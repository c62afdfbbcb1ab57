//! End-to-end save behaviour against the in-memory backend.

use std::sync::Arc;
use std::time::Duration;

use report_core::{
    Action, BackendId, Element, ElementContent, ElementType, Patient, ReportId, WireElement,
    WirePage, WireReport, WireTemplate,
};
use report_sync::{
    CloseDecision, LaunchParams, MemoryBackend, OpenRequest, PersistenceSync, SaveTrigger,
    SkipReason, SyncConfig, SyncEvent, SyncOutcome,
};
use serde_json::json;

fn text_wire(text: &str) -> WireElement {
    WireElement {
        id: None,
        type_code: 0,
        x: 40.0,
        y: 40.0,
        width: 200.0,
        height: 50.0,
        content: json!({ "text": text }),
    }
}

fn wire_page(name: &str, elements: Vec<WireElement>) -> WirePage {
    WirePage {
        id: None,
        order: 0,
        name: name.to_string(),
        width: Some(595.0),
        height: Some(842.0),
        elements,
    }
}

fn seed(backend: &MemoryBackend, elements: Vec<WireElement>) -> ReportId {
    backend.insert_report(WireReport {
        name: "Complete blood count".to_string(),
        patient_id: Some("p-7".to_string()),
        patient_name: Some("Ada Lovelace".to_string()),
        pages: vec![wire_page("Results", elements)],
        created_at: Some(1_000),
        updated_at: Some(1_000),
        ..WireReport::default()
    })
}

fn engine(backend: &MemoryBackend) -> PersistenceSync {
    PersistenceSync::new(Arc::new(backend.clone()), SyncConfig::default())
}

fn add_text(sync: &PersistenceSync) {
    sync.dispatch(Action::AddElement {
        element: Element::new(ElementContent::default_for(ElementType::Text)),
        page: None,
    })
    .expect("add element");
}

fn created_elements(backend: &MemoryBackend) -> usize {
    backend
        .write_log()
        .iter()
        .filter(|entry| entry.starts_with("create element"))
        .count()
}

#[tokio::test]
async fn test_interval_save_skipped_while_explicit_save_runs() {
    let backend = MemoryBackend::new();
    let id = seed(&backend, Vec::new());
    let sync = engine(&backend);
    sync.open_report(&id).await.expect("open");
    add_text(&sync);
    backend.set_latency(Duration::from_millis(200));

    let explicit = {
        let sync = sync.clone();
        tokio::spawn(async move { sync.sync_now(SaveTrigger::Explicit).await })
    };
    tokio::time::sleep(Duration::from_millis(50)).await;

    let interval = sync.sync_now(SaveTrigger::Interval).await.expect("interval");
    assert_eq!(interval, SyncOutcome::Skipped(SkipReason::SaveInFlight));

    let explicit = explicit.await.expect("join").expect("explicit save");
    assert!(matches!(explicit, SyncOutcome::Saved(_)));
    assert_eq!(created_elements(&backend), 1);
}

#[tokio::test]
async fn test_explicit_save_waits_for_running_save() {
    let backend = MemoryBackend::new();
    let id = seed(&backend, Vec::new());
    let sync = engine(&backend);
    sync.open_report(&id).await.expect("open");
    add_text(&sync);
    backend.set_latency(Duration::from_millis(100));

    let first = {
        let sync = sync.clone();
        tokio::spawn(async move { sync.save().await })
    };
    tokio::time::sleep(Duration::from_millis(20)).await;
    let second = sync.save().await.expect("second save");

    assert!(matches!(
        first.await.expect("join").expect("first save"),
        SyncOutcome::Saved(_)
    ));
    assert_eq!(second, SyncOutcome::Skipped(SkipReason::Unchanged));
    assert_eq!(created_elements(&backend), 1);
}

#[tokio::test]
async fn test_partial_failure_keeps_assigned_ids() {
    let backend = MemoryBackend::new();
    let id = seed(&backend, Vec::new());
    let sync = engine(&backend);
    sync.open_report(&id).await.expect("open");
    for _ in 0..3 {
        add_text(&sync);
    }

    // page update and the first element create succeed
    backend.fail_writes_after(2);
    assert!(sync.save().await.is_err());

    let assigned = sync.read_editor(|editor| {
        editor.canvas().pages()[0]
            .elements
            .iter()
            .filter(|e| e.backend_id.is_some())
            .count()
    });
    assert_eq!(assigned, 1);
    assert!(sync.read_editor(|editor| editor.has_pending_changes()));

    backend.heal();
    backend.clear_write_log();
    let outcome = sync.save().await.expect("retry");
    let SyncOutcome::Saved(summary) = outcome else {
        panic!("expected a save");
    };
    assert_eq!(summary.created, 2);
    assert_eq!(created_elements(&backend), 2);

    let stored = backend.report(&id).expect("stored");
    assert_eq!(stored.pages[0].elements.len(), 3);
    assert!(sync.read_editor(|editor| !editor.has_pending_changes()));
}

#[tokio::test]
async fn test_tombstones_survive_failed_save() {
    let backend = MemoryBackend::new();
    let id = seed(&backend, vec![text_wire("Haemoglobin"), text_wire("Platelets")]);
    let sync = engine(&backend);
    sync.open_report(&id).await.expect("open");

    let doomed = sync.read_editor(|editor| editor.canvas().pages()[0].elements[0].id.clone());
    sync.dispatch(Action::DeleteElement {
        id: doomed,
        page: None,
    })
    .expect("delete");
    sync.dispatch(Action::AddPage {
        name: "Notes".to_string(),
    })
    .expect("add page");

    // the delete lands, the page update after it fails
    backend.fail_writes_after(1);
    assert!(sync.save().await.is_err());
    assert_eq!(
        sync.read_editor(|editor| editor.canvas().pending_deletions().len()),
        1
    );
    assert_eq!(backend.report(&id).expect("stored").pages[0].elements.len(), 1);

    backend.heal();
    let outcome = sync.save().await.expect("retry");
    assert!(matches!(outcome, SyncOutcome::Saved(_)));
    assert!(sync.read_editor(|editor| editor.canvas().pending_deletions().is_empty()));

    let stored = backend.report(&id).expect("stored");
    assert_eq!(stored.pages.len(), 2);
    assert_eq!(stored.pages[0].elements.len(), 1);
}

fn stored_elements(backend: &MemoryBackend, id: &ReportId) -> usize {
    backend.report(id).expect("stored").pages[0].elements.len()
}

#[tokio::test]
async fn test_undo_after_save_deletes_remote_row() {
    let backend = MemoryBackend::new();
    let id = seed(&backend, Vec::new());
    let sync = engine(&backend);
    sync.open_report(&id).await.expect("open");
    add_text(&sync);
    sync.save().await.expect("save");
    assert_eq!(stored_elements(&backend, &id), 1);

    let undone = sync.with_editor(|editor| editor.canvas_mut().undo()).expect("undo");
    assert!(undone);
    let SyncOutcome::Saved(summary) = sync.save().await.expect("second save") else {
        panic!("expected a save");
    };
    assert_eq!(summary.deleted, 1);
    assert_eq!(stored_elements(&backend, &id), 0);
    assert!(sync.read_editor(|editor| !editor.has_pending_changes()));
}

#[tokio::test]
async fn test_delete_during_create_is_pushed_next_save() {
    let backend = MemoryBackend::new();
    let id = seed(&backend, Vec::new());
    let sync = engine(&backend);
    sync.open_report(&id).await.expect("open");
    add_text(&sync);
    backend.set_latency(Duration::from_millis(100));

    let first = {
        let sync = sync.clone();
        tokio::spawn(async move { sync.save().await })
    };
    tokio::time::sleep(Duration::from_millis(30)).await;
    let doomed = sync.read_editor(|editor| editor.canvas().pages()[0].elements[0].id.clone());
    sync.dispatch(Action::DeleteElement {
        id: doomed,
        page: None,
    })
    .expect("delete");

    first.await.expect("join").expect("first save");
    assert_eq!(stored_elements(&backend, &id), 1);
    assert!(sync.read_editor(|editor| editor.has_pending_changes()));

    sync.save().await.expect("second save");
    assert_eq!(stored_elements(&backend, &id), 0);
    assert!(sync.read_editor(|editor| !editor.has_pending_changes()));
}

#[tokio::test]
async fn test_undo_of_saved_delete_recreates_row() {
    let backend = MemoryBackend::new();
    let id = seed(&backend, vec![text_wire("Haemoglobin")]);
    let sync = engine(&backend);
    sync.open_report(&id).await.expect("open");

    let (element, original) = sync.read_editor(|editor| {
        let element = &editor.canvas().pages()[0].elements[0];
        (element.id.clone(), element.backend_id.clone())
    });
    sync.dispatch(Action::DeleteElement {
        id: element.clone(),
        page: None,
    })
    .expect("delete");
    sync.save().await.expect("save delete");
    assert_eq!(stored_elements(&backend, &id), 0);

    let undone = sync.with_editor(|editor| editor.canvas_mut().undo()).expect("undo");
    assert!(undone);
    sync.save().await.expect("save undo");

    let stored = backend.report(&id).expect("stored");
    assert_eq!(stored.pages[0].elements.len(), 1);
    assert_eq!(stored.pages[0].elements[0].content["text"], "Haemoglobin");
    let restored = sync.read_editor(|editor| {
        editor.canvas().pages()[0]
            .element(&element)
            .and_then(|e| e.backend_id.clone())
    });
    assert_ne!(restored, original);
    assert_eq!(restored, stored.pages[0].elements[0].id);
    assert!(sync.read_editor(|editor| !editor.has_pending_changes()));
}

#[tokio::test]
async fn test_removed_page_is_deleted_remotely() {
    let backend = MemoryBackend::new();
    let id = backend.insert_report(WireReport {
        name: "Two pages".to_string(),
        pages: vec![wire_page("One", Vec::new()), wire_page("Two", vec![text_wire("x")])],
        ..WireReport::default()
    });
    let sync = engine(&backend);
    sync.open_report(&id).await.expect("open");

    sync.dispatch(Action::RemovePage { index: 1 }).expect("remove");
    sync.save().await.expect("save");

    let stored = backend.report(&id).expect("stored");
    assert_eq!(stored.pages.len(), 1);
    assert_eq!(stored.pages[0].name, "One");
    assert!(backend
        .write_log()
        .iter()
        .all(|entry| !entry.starts_with("delete element")));
}

#[tokio::test]
async fn test_open_template_creates_and_saves_report() {
    let backend = MemoryBackend::new();
    backend.insert_template(WireTemplate {
        id: BackendId::new("t-lipid"),
        name: "Lipid panel".to_string(),
        pages: vec![wire_page("Panel", vec![text_wire("Cholesterol")])],
    });
    let sync = engine(&backend);

    let params = LaunchParams::from_query("templateId=t-lipid&patientId=p-7&patientName=Ada");
    let request = params.resolve();
    assert!(matches!(request, OpenRequest::FromTemplate { .. }));
    let id = sync.open(&request).await.expect("open").expect("report id");

    let stored = backend.report(&id).expect("stored");
    assert_eq!(stored.name, "Lipid panel - Ada");
    assert_eq!(stored.template_id.as_deref(), Some("t-lipid"));
    assert_eq!(stored.pages.len(), 1);
    assert_eq!(stored.pages[0].elements.len(), 1);
    assert!(sync.read_editor(|editor| !editor.has_pending_changes()));
    assert!(sync.documents().get(&id).is_some());
}

#[tokio::test]
async fn test_template_draft_retries_after_failed_first_save() {
    let backend = MemoryBackend::new();
    backend.insert_template(WireTemplate {
        id: BackendId::new("t-1"),
        name: "Glucose".to_string(),
        pages: vec![wire_page("Panel", Vec::new())],
    });
    let sync = engine(&backend);
    let patient = Patient {
        id: "p-1".to_string(),
        name: "Grace".to_string(),
    };

    // report row is created, the first page create fails
    backend.fail_writes_after(1);
    assert!(sync.open_template("t-1", &patient).await.is_err());
    let id = sync
        .read_editor(|editor| editor.active_report_id().cloned())
        .expect("draft stays active");
    assert!(sync.read_editor(|editor| editor.has_pending_changes()));

    backend.heal();
    sync.save().await.expect("retry");
    assert_eq!(backend.report(&id).expect("stored").pages.len(), 1);
}

#[tokio::test]
async fn test_events_report_failures_and_saves() {
    let backend = MemoryBackend::new();
    let id = seed(&backend, Vec::new());
    let sync = engine(&backend);
    let mut events = sync.subscribe();
    sync.open_report(&id).await.expect("open");
    add_text(&sync);

    backend.fail_writes_after(0);
    let _ = sync.save().await;
    match events.recv().await.expect("event") {
        SyncEvent::SaveFailed { report, .. } => assert_eq!(report, Some(id.clone())),
        other => panic!("unexpected event: {other:?}"),
    }

    backend.heal();
    sync.save().await.expect("save");
    assert!(matches!(
        events.recv().await.expect("event"),
        SyncEvent::Saved { .. }
    ));
}

#[tokio::test]
async fn test_background_task_saves_and_shuts_down() {
    let backend = MemoryBackend::new();
    let id = seed(&backend, Vec::new());
    let config = SyncConfig::default().with_interval(Duration::from_millis(30));
    let sync = PersistenceSync::new(Arc::new(backend.clone()), config);
    let mut events = sync.subscribe();
    sync.open_report(&id).await.expect("open");
    add_text(&sync);

    let handle = sync.spawn();
    let event = tokio::time::timeout(Duration::from_secs(2), events.recv())
        .await
        .expect("timely event")
        .expect("event");
    assert!(matches!(
        event,
        SyncEvent::Saved {
            trigger: SaveTrigger::Interval,
            ..
        }
    ));

    handle.shutdown().await;
    assert_eq!(created_elements(&backend), 1);
}

#[tokio::test]
async fn test_close_flush_saves_then_unloads() {
    let backend = MemoryBackend::new();
    let id = seed(&backend, Vec::new());
    let sync = engine(&backend);
    sync.open_report(&id).await.expect("open");
    add_text(&sync);

    sync.close(CloseDecision::Flush).await.expect("close");
    assert!(sync.read_editor(|editor| editor.active_report_id().is_none()));
    assert_eq!(backend.report(&id).expect("stored").pages[0].elements.len(), 1);
}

▶ _Exercise instructions_
Across the data, find each line that has "SyncConfig" in it and copy that line.

▶ _Output for this exercise_
    SkipReason, SyncConfig, SyncEvent, SyncOutcome,
    PersistenceSync::new(Arc::new(backend.clone()), SyncConfig::default())
    let config = SyncConfig::default().with_interval(Duration::from_millis(30));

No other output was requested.